1RM: ambos as formas de treinamento produziram aumento significativo no 1RM no leg press 45° e cadeira extensora entre pre e pós. Não ocorreu diferença significativa entre as formas de treino. Além disso na figura abaixo é possível observar a variabilidade na resposta dos voluntários, ou seja, ocorreu diferença na magnitude das respostas.



Ativação muscular: Não ocorreu diferença significativa na ativação muscular entre as formas de treinamento (TF= 92,2% vs TNF= 100,3%). 

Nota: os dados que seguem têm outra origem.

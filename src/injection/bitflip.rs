//! Single bit corruption of an operand value.

use crate::error::FaultError;
use crate::record::descriptor::InjectionDescriptor;
use crate::rng::Mt64;
use log::debug;

/// Selects the bit to flip inside an operand of `size` bytes.
///
/// In reproduce mode the recorded bit is used, otherwise the bit is drawn
/// uniformly from `[0, size * 8)`.
pub fn choose_bit(
    size: u32,
    replay: Option<&InjectionDescriptor>,
    rng: Option<&mut Mt64>,
) -> Result<u32, FaultError> {
    let bits = u64::from(size) * 8;
    let bit = match (replay, rng) {
        (Some(recorded), _) => u64::from(recorded.bit),
        (None, Some(rng)) if bits > 0 => rng.below(bits),
        // Nothing to draw from, rejected by the range check below
        (None, Some(_)) => 0,
        (None, None) => {
            return Err(FaultError::Config(
                "random bit choice without a generator".to_string(),
            ))
        }
    };
    if bit >= bits {
        return Err(FaultError::BitOutOfRange { bit, size });
    }
    let bit = u32::try_from(bit).map_err(|_| FaultError::BitOutOfRange { bit, size })?;
    debug!("Bit {} of {} selected", bit, bits);
    Ok(bit)
}

/// Flips `bit` of the little endian byte representation in `buffer`.
pub fn flip_bit(buffer: &mut [u8], bit: u32) -> Result<(), FaultError> {
    let size = buffer.len() as u32;
    let byte = buffer
        .get_mut((bit / 8) as usize)
        .ok_or(FaultError::BitOutOfRange {
            bit: u64::from(bit),
            size,
        })?;
    *byte ^= 1 << (bit % 8);
    Ok(())
}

Portanto, o estudo demonstrou que ambas formas de treinamento foram similarmente efetivas para produzir ganhos de hipertrofia, força muscular e mudanças na arquitetura muscular. 


Limitações do estudo:


- Somente quilagem moderadas para altas foram utilizadas, e os resultados poderiam ser diferentes ao utilizar quilagem menores;


- Os dados devem ser somente extrapolados para o músculo vasto lateral e, os exercícios leg press 45° e cadeira extensora. Ou seja, músculos e exercícios diferentes poderão ter outra resposta.




Ta e daí? O que eu faço com isso?


Portanto, parece que para produzir ganhos de hipertrofia no vasto lateral e força muscular no leg press e cadeira extensora a realização de séries até a falha não é necessário. No entanto, pode ser importante que o personal trainer oriente o cliente a realizar a série com um nível de esforço alto. 


Assim, para cliente treinado que não goste de treinar até a falha, talvez o personal trainer poderá racionar em encerrar a série uma ou duas repetições antes da falha momentânea concêntrica, pois o estudo também demonstrou que não ocorre diferença na ativação muscular. Assim, realizar a série até a falha parece não ser necessário para maximizar o recrutamento de unidades motoras e estressar as fibras musculares. 


Diante disso, na prática para tentar identificar o momento de encerrar a série, o personal trainer poderá observar a velocidade principalmente da fase concêntrica. Isto é, quando começar a ocorrer uma redução significativa na velocidade concêntrica e o componente isométrico da repetição aumentar muito, possivelmente o cliente estará bem próximo a falha, e este poderá ser o momento de encerrar a série.  Desta forma, levando a série até este ponto, parece já se produzir um recrutamento máximo de unidades motoras e consequente um ótimo estimulo para ganhos de força e hipertrofia muscular.